Oct 08 20:23:04 hwkiller-desktop kernel: NVRM: A GPU crash dump has been created. If possible, please run NVRM: nvidia-bug-report.sh as root to collect this data before NVRM: the NVIDIA kernel module is unloaded. Oct 08 20:23:04 hwkiller-desktop kernel: NVRM: GPU 0000:01:00.0: GPU has fallen off the bus. Oct 08 20:23:04 hwkiller-desktop kernel: NVRM: Xid (PCI:0000:01:00): 79, pid=797, GPU has fallen off the bus. Oct 08 20:23:04 hwkiller-desktop kernel: NVRM: GPU at PCI:0000:01:00: GPU-0aa5ef0d-2a02-ee18-f14e-bbd9ebf50562
I have now experienced this crash three times since September; twice today.
Distro: Arch linux
Driver: 455.23.04 (DKMS)
GPU: Evga Nvidia 960 4GB
It seemingly occurs out of the blue.

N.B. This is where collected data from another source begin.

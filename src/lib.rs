pub mod analyzer;
pub mod config;
pub mod error;
pub mod metrics;
pub mod morphology;
pub mod tokenizer;
pub mod validation;

// Re-exports
pub use analyzer::*;
pub use config::*;
pub use error::*;
pub use metrics::*;
pub use morphology::*;
pub use tokenizer::*;
pub use validation::*;
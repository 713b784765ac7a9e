use serde::Serialize;
use strum_macros::{AsRefStr, Display, EnumIter, EnumString};

/// The closed set of naming-convention tags.
#[derive(
    Debug, Clone, Copy, PartialEq, Eq, Hash, Display, EnumString, EnumIter, AsRefStr, Serialize,
)]
pub enum NamingConvention {
    #[strum(serialize = "snake_case")]
    #[serde(rename = "snake_case")]
    SnakeCase,
    #[strum(serialize = "camelCase")]
    #[serde(rename = "camelCase")]
    CamelCase,
    #[strum(serialize = "PascalCase")]
    PascalCase,
    #[strum(serialize = "CONSTANT_CASE")]
    #[serde(rename = "CONSTANT_CASE")]
    ConstantCase,
    #[strum(serialize = "PRIVATE_CONSTANT_CASE")]
    #[serde(rename = "PRIVATE_CONSTANT_CASE")]
    PrivateConstantCase,
    #[strum(serialize = "private_snake_case")]
    #[serde(rename = "private_snake_case")]
    PrivateSnakeCase,
    #[strum(serialize = "lowercase")]
    #[serde(rename = "lowercase")]
    Lowercase,
}

type Rule = (fn(&str) -> bool, NamingConvention);

// Ordered decision rules; the first predicate that matches wins. The order
// mirrors the underscore branch (constant before private before plain
// snake) followed by the uppercase branch (Pascal before camel).
const RULES: &[Rule] = &[
    (is_constant, NamingConvention::ConstantCase),
    (is_private_constant, NamingConvention::PrivateConstantCase),
    (is_private_snake, NamingConvention::PrivateSnakeCase),
    (is_snake, NamingConvention::SnakeCase),
    (is_pascal, NamingConvention::PascalCase),
    (is_camel, NamingConvention::CamelCase),
];

/// Classifies the naming convention of `identifier`.
///
/// Total over all strings; only the empty string maps to `None`, every
/// other input gets exactly one of the seven tags (`Lowercase` is the
/// fallback when no rule matches).
pub fn classify(identifier: &str) -> Option<NamingConvention> {
    if identifier.is_empty() {
        return None;
    }

    let convention = RULES
        .iter()
        .find(|(applies, _)| applies(identifier))
        .map(|(_, convention)| *convention)
        .unwrap_or(NamingConvention::Lowercase);

    Some(convention)
}

fn is_constant(s: &str) -> bool {
    s.contains('_') && is_all_uppercase(s)
}

fn is_private_constant(s: &str) -> bool {
    s.starts_with('_') && is_all_uppercase(&s[1..])
}

fn is_private_snake(s: &str) -> bool {
    s.starts_with('_')
}

fn is_snake(s: &str) -> bool {
    s.contains('_')
}

fn is_pascal(s: &str) -> bool {
    has_ascii_uppercase(s) && s.chars().next().map_or(false, char::is_uppercase)
}

fn is_camel(s: &str) -> bool {
    has_ascii_uppercase(s)
}

fn has_ascii_uppercase(s: &str) -> bool {
    s.chars().any(|c| c.is_ascii_uppercase())
}

// At least one cased character and no lowercase ones, so uncased characters
// like underscores and digits do not count against an all-uppercase string.
fn is_all_uppercase(s: &str) -> bool {
    let mut has_cased = false;
    for c in s.chars() {
        if c.is_lowercase() {
            return false;
        }
        if c.is_uppercase() {
            has_cased = true;
        }
    }
    has_cased
}

#[cfg(test)]
mod tests {
    use super::*;
    use proptest::prelude::*;

    #[test]
    fn test_snake_case() {
        assert_eq!(
            classify("snake_case_var"),
            Some(NamingConvention::SnakeCase)
        );
    }

    #[test]
    fn test_camel_case() {
        assert_eq!(classify("camelCaseVar"), Some(NamingConvention::CamelCase));
    }

    #[test]
    fn test_pascal_case() {
        assert_eq!(classify("PascalCase"), Some(NamingConvention::PascalCase));
    }

    #[test]
    fn test_constant_case() {
        assert_eq!(
            classify("CONSTANT_VAR"),
            Some(NamingConvention::ConstantCase)
        );
    }

    #[test]
    fn test_private_snake_case() {
        assert_eq!(
            classify("_private_var"),
            Some(NamingConvention::PrivateSnakeCase)
        );
        assert_eq!(classify("__"), Some(NamingConvention::PrivateSnakeCase));
    }

    #[test]
    fn test_leading_underscore_all_caps_counts_as_constant() {
        // Underscores are uncased, so `_PRIVATE` is "entirely uppercase"
        // and the constant rule fires before the private rules get a look.
        assert_eq!(classify("_PRIVATE"), Some(NamingConvention::ConstantCase));
    }

    #[test]
    fn test_lowercase() {
        assert_eq!(classify("lowercase"), Some(NamingConvention::Lowercase));
        assert_eq!(classify("x1"), Some(NamingConvention::Lowercase));
    }

    #[test]
    fn test_closed_set_has_seven_tags() {
        use strum::IntoEnumIterator;

        assert_eq!(NamingConvention::iter().count(), 7);
    }

    #[test]
    fn test_empty_is_the_sentinel() {
        assert_eq!(classify(""), None);
    }

    #[test]
    fn test_digits_do_not_affect_case_rules() {
        assert_eq!(classify("MAX_8"), Some(NamingConvention::ConstantCase));
        assert_eq!(classify("var_2"), Some(NamingConvention::SnakeCase));
    }

    #[test]
    fn test_display_strings() {
        assert_eq!(NamingConvention::SnakeCase.to_string(), "snake_case");
        assert_eq!(NamingConvention::CamelCase.to_string(), "camelCase");
        assert_eq!(
            NamingConvention::ConstantCase.to_string(),
            "CONSTANT_CASE"
        );
        assert_eq!(NamingConvention::Lowercase.to_string(), "lowercase");
    }

    proptest! {
        // classify is total: any non-empty string gets exactly one tag.
        #[test]
        fn classify_never_fails(s in "\\PC*") {
            let result = classify(&s);
            prop_assert_eq!(result.is_none(), s.is_empty());
        }
    }
}
use crate::config::MorphologyConfig;

/// Decomposes identifiers into morphemes using fixed affix tables.
///
/// An identifier is first split on word boundaries (underscores and the
/// position before each uppercase letter), then each part is checked for
/// at most one prefix strip and at most one suffix strip. Parts decompose
/// independently; no whole-word lookahead is needed.
#[derive(Debug, Clone)]
pub struct Decomposer {
    prefixes: Vec<String>,
    suffixes: Vec<String>,
}

impl Decomposer {
    pub fn new(config: MorphologyConfig) -> Self {
        Self {
            prefixes: config.prefixes,
            suffixes: config.suffixes,
        }
    }

    /// Decomposes `identifier` into an ordered morpheme sequence.
    ///
    /// Total over all strings: the empty string yields an empty sequence,
    /// and a string with no splittable parts (e.g. `"_"`) is returned whole.
    pub fn decompose(&self, identifier: &str) -> Vec<String> {
        if identifier.is_empty() {
            return Vec::new();
        }

        let parts = split_boundaries(identifier);
        if parts.is_empty() {
            return vec![identifier.to_string()];
        }

        let mut morphemes = Vec::new();
        for part in parts {
            self.decompose_part(part, &mut morphemes);
        }
        morphemes
    }

    // Emits prefix, root, and suffix morphemes for one boundary-split part.
    // Affix tables are first-match-wins, and an affix only strips when it is
    // strictly shorter than what it strips from, so a part never reduces to
    // nothing.
    fn decompose_part(&self, part: &str, morphemes: &mut Vec<String>) {
        let mut rest = part;

        for prefix in &self.prefixes {
            if strips_prefix(rest, prefix) {
                morphemes.push(prefix.clone());
                rest = &rest[prefix.len()..];
                break;
            }
        }

        for suffix in &self.suffixes {
            if strips_suffix(rest, suffix) {
                let root = &rest[..rest.len() - suffix.len()];
                if !root.is_empty() {
                    morphemes.push(root.to_string());
                }
                morphemes.push(suffix.clone());
                return;
            }
        }

        if !rest.is_empty() {
            morphemes.push(rest.to_string());
        }
    }
}

impl Default for Decomposer {
    fn default() -> Self {
        Self::new(MorphologyConfig::default())
    }
}

// Splits on underscores (separator dropped) and before each uppercase
// letter (letter kept). Empty parts are dropped.
fn split_boundaries(identifier: &str) -> Vec<&str> {
    let mut parts = Vec::new();
    let mut start = 0;

    for (i, c) in identifier.char_indices() {
        if c == '_' {
            if i > start {
                parts.push(&identifier[start..i]);
            }
            start = i + 1;
        } else if c.is_ascii_uppercase() {
            if i > start {
                parts.push(&identifier[start..i]);
            }
            start = i;
        }
    }
    if start < identifier.len() {
        parts.push(&identifier[start..]);
    }

    parts
}

// Case-insensitive, and only when the prefix is strictly shorter than the
// part. The `get` guards keep a non-ASCII part from panicking on a byte
// boundary.
fn strips_prefix(part: &str, prefix: &str) -> bool {
    part.len() > prefix.len()
        && part
            .get(..prefix.len())
            .map_or(false, |head| head.eq_ignore_ascii_case(prefix))
}

fn strips_suffix(part: &str, suffix: &str) -> bool {
    part.len() > suffix.len()
        && part
            .get(part.len() - suffix.len()..)
            .map_or(false, |tail| tail.eq_ignore_ascii_case(suffix))
}

#[cfg(test)]
mod tests {
    use super::*;

    fn decompose(identifier: &str) -> Vec<String> {
        Decomposer::default().decompose(identifier)
    }

    #[test]
    fn test_camel_case_split() {
        assert_eq!(
            decompose("calculateTotalValue"),
            vec!["calculate", "Total", "Value"]
        );
    }

    #[test]
    fn test_snake_case_split() {
        assert_eq!(decompose("test_function"), vec!["test", "func", "tion"]);
        assert_eq!(decompose("my_var"), vec!["my", "var"]);
    }

    #[test]
    fn test_prefix_strip() {
        assert_eq!(decompose("unhappy"), vec!["un", "happy"]);
        assert_eq!(decompose("preload"), vec!["pre", "load"]);
    }

    #[test]
    fn test_prefix_strip_is_case_insensitive() {
        // The emitted prefix morpheme is the table entry, not the slice.
        assert_eq!(decompose("Unwrap"), vec!["un", "wrap"]);
    }

    #[test]
    fn test_suffix_strip() {
        assert_eq!(decompose("calculator"), vec!["calculat", "or"]);
        assert_eq!(decompose("statement"), vec!["state", "ment"]);
    }

    #[test]
    fn test_suffix_table_order_wins() {
        // "er" precedes "or" in the table; "converter" ends in both "er"
        // and nothing else, "professor" only in "or".
        assert_eq!(decompose("converter"), vec!["convert", "er"]);
        assert_eq!(decompose("professor"), vec!["profess", "or"]);
    }

    #[test]
    fn test_prefix_and_suffix_on_one_part() {
        assert_eq!(decompose("subversion"), vec!["sub", "ver", "sion"]);
    }

    #[test]
    fn test_affix_must_be_strictly_shorter() {
        // "er" is not stripped from "er" itself, nor "un" from "un".
        assert_eq!(decompose("er"), vec!["er"]);
        assert_eq!(decompose("un"), vec!["un"]);
    }

    #[test]
    fn test_no_affix_identity() {
        assert_eq!(decompose("value"), vec!["value"]);
        assert_eq!(decompose("fooBarBaz"), vec!["foo", "Bar", "Baz"]);
    }

    #[test]
    fn test_empty_identifier() {
        assert!(decompose("").is_empty());
    }

    #[test]
    fn test_underscores_only() {
        assert_eq!(decompose("_"), vec!["_"]);
        assert_eq!(decompose("___"), vec!["___"]);
    }

    #[test]
    fn test_leading_and_trailing_underscores() {
        assert_eq!(decompose("_private_var"), vec!["private", "var"]);
        assert_eq!(decompose("var_"), vec!["var"]);
    }

    #[test]
    fn test_consecutive_uppercase() {
        assert_eq!(decompose("ABC"), vec!["A", "B", "C"]);
    }

    #[test]
    fn test_custom_tables() {
        let config = MorphologyConfig {
            prefixes: vec!["re".to_string()],
            suffixes: vec!["ing".to_string()],
        };
        let decomposer = Decomposer::new(config);
        assert_eq!(decomposer.decompose("reloading"), vec!["re", "load", "ing"]);
    }
}
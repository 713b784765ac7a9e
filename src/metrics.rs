use std::time::Duration;

use serde::Serialize;

const BYTES_PER_MB: f64 = 1024.0 * 1024.0;

/// Running accumulation of per-call samples for one tokenizer instance.
///
/// Each `tokenize` call contributes one duration sample and one pair of
/// memory samples, plus its token and error counts. Updates require `&mut`,
/// so a shared instance cannot lose a fold.
#[derive(Debug, Clone, Default)]
pub struct MetricsCollector {
    processing_time: Vec<Duration>,
    memory_usage: Vec<f64>,
    peak_memory: Vec<f64>,
    token_count: usize,
    error_count: usize,
}

/// Derived metrics over everything a tokenizer instance has processed.
/// Memory figures are in MB.
#[derive(Debug, Clone, PartialEq, Serialize)]
pub struct MetricsReport {
    pub average_processing_time: Duration,
    pub total_tokens: usize,
    pub error_rate: f64,
    pub average_memory_usage: f64,
    pub peak_memory_usage: f64,
    pub tokens_per_second: f64,
}

impl MetricsCollector {
    pub(crate) fn record(
        &mut self,
        elapsed: Duration,
        tokens: usize,
        errors: usize,
        memory_used: usize,
        memory_reserved: usize,
    ) {
        self.processing_time.push(elapsed);
        self.memory_usage.push(memory_used as f64 / BYTES_PER_MB);
        self.peak_memory.push(memory_reserved as f64 / BYTES_PER_MB);
        self.token_count += tokens;
        self.error_count += errors;
    }

    pub fn total_tokens(&self) -> usize {
        self.token_count
    }

    pub fn total_errors(&self) -> usize {
        self.error_count
    }

    /// Derived metrics, or `None` if nothing has been recorded yet.
    ///
    /// The error-rate denominator is floored at one token so a run that
    /// produced only errors still reports a rate instead of dividing by
    /// zero.
    pub fn report(&self) -> Option<MetricsReport> {
        if self.processing_time.is_empty() {
            return None;
        }

        let total_time: Duration = self.processing_time.iter().sum();
        let average_processing_time = total_time / self.processing_time.len() as u32;

        let average_memory_usage =
            self.memory_usage.iter().sum::<f64>() / self.memory_usage.len() as f64;
        let peak_memory_usage = self
            .peak_memory
            .iter()
            .fold(0.0_f64, |acc, sample| acc.max(*sample));

        Some(MetricsReport {
            average_processing_time,
            total_tokens: self.token_count,
            error_rate: self.error_count as f64 / self.token_count.max(1) as f64,
            average_memory_usage,
            peak_memory_usage,
            tokens_per_second: self.token_count as f64 / total_time.as_secs_f64(),
        })
    }
}

#[cfg(test)]
mod tests {
    use super::*;

    #[test]
    fn test_empty_collector_reports_nothing() {
        let collector = MetricsCollector::default();
        assert!(collector.report().is_none());
    }

    #[test]
    fn test_single_call() {
        let mut collector = MetricsCollector::default();
        collector.record(Duration::from_millis(10), 100, 2, 1024, 2048);

        let report = collector.report().unwrap();
        assert_eq!(report.average_processing_time, Duration::from_millis(10));
        assert_eq!(report.total_tokens, 100);
        assert_eq!(report.error_rate, 0.02);
        assert!(report.tokens_per_second > 0.0);
        assert!(report.peak_memory_usage >= report.average_memory_usage);
    }

    #[test]
    fn test_accumulates_across_calls() {
        let mut collector = MetricsCollector::default();
        collector.record(Duration::from_millis(10), 10, 0, 1000, 1000);
        collector.record(Duration::from_millis(30), 30, 4, 3000, 5000);

        let report = collector.report().unwrap();
        assert_eq!(report.average_processing_time, Duration::from_millis(20));
        assert_eq!(report.total_tokens, 40);
        assert_eq!(report.error_rate, 0.1);
        assert_eq!(report.peak_memory_usage, 5000.0 / (1024.0 * 1024.0));
    }

    #[test]
    fn test_error_rate_denominator_floor() {
        let mut collector = MetricsCollector::default();
        collector.record(Duration::from_millis(1), 0, 3, 0, 0);

        let report = collector.report().unwrap();
        assert_eq!(report.error_rate, 3.0);
    }
}
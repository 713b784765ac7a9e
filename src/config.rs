use serde::{Deserialize, Serialize};
use std::{fs::File, io::BufReader, path::Path};
use thiserror::Error;

/// Affix tables used by the morpheme decomposer.
///
/// The defaults are the canonical tables; table order is load-bearing
/// because affix matching is first-match-wins.
#[derive(Debug, Clone, PartialEq, Eq, Serialize, Deserialize)]
pub struct MorphologyConfig {
    #[serde(default = "default_prefixes")]
    pub prefixes: Vec<String>,

    #[serde(default = "default_suffixes")]
    pub suffixes: Vec<String>,
}

impl Default for MorphologyConfig {
    fn default() -> Self {
        Self {
            prefixes: default_prefixes(),
            suffixes: default_suffixes(),
        }
    }
}

impl MorphologyConfig {
    pub fn from_file(path: impl AsRef<Path>) -> Result<Self, ConfigError> {
        let file = File::open(path)?;
        let reader = BufReader::new(file);
        Ok(serde_json::from_reader(reader)?)
    }
}

fn default_prefixes() -> Vec<String> {
    ["un", "pre", "post", "sub", "super", "inter"]
        .iter()
        .map(|s| s.to_string())
        .collect()
}

fn default_suffixes() -> Vec<String> {
    ["able", "ible", "er", "or", "tion", "sion", "ment"]
        .iter()
        .map(|s| s.to_string())
        .collect()
}

#[derive(Error, Debug)]
pub enum ConfigError {
    #[error("Failed to read config file: {0}")]
    Io(#[from] std::io::Error),
    #[error("Failed to parse config file: {0}")]
    Parse(#[from] serde_json::Error),
}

Earlier, I was on a zoom call, and it crashed with that error. Later, it was 5 hours into a model fit [this did not use the GPU, but CPU was 100% on all cores].
Things I have noted:
- I am not near ram capacity.
- My temperatures are fine (
sensors | grep -i Corefor CPU, and nvidia-smi for GPU, were ~80c and 50c respectively).
- When stresstesting with
stress -c 6for the CPU and
gpu_burn 360for the GPU, no issues occurred. Temperatures were, again, around 80c for CPU and 77c for GPU
Since I experienced it for the second time, I reseated my GPU and its power plugs, and am trying another kernel (5.8.14.zen1). I will see whether this crash occurs again after the reseating. There was also a new nvidia update, so I updated to nvidia 455.28.
I am attaching the log below.
nvidia-bug-report.log.gz (826.9 KB)
Are there any steps I can or should take to diagnose this problem should it occur again?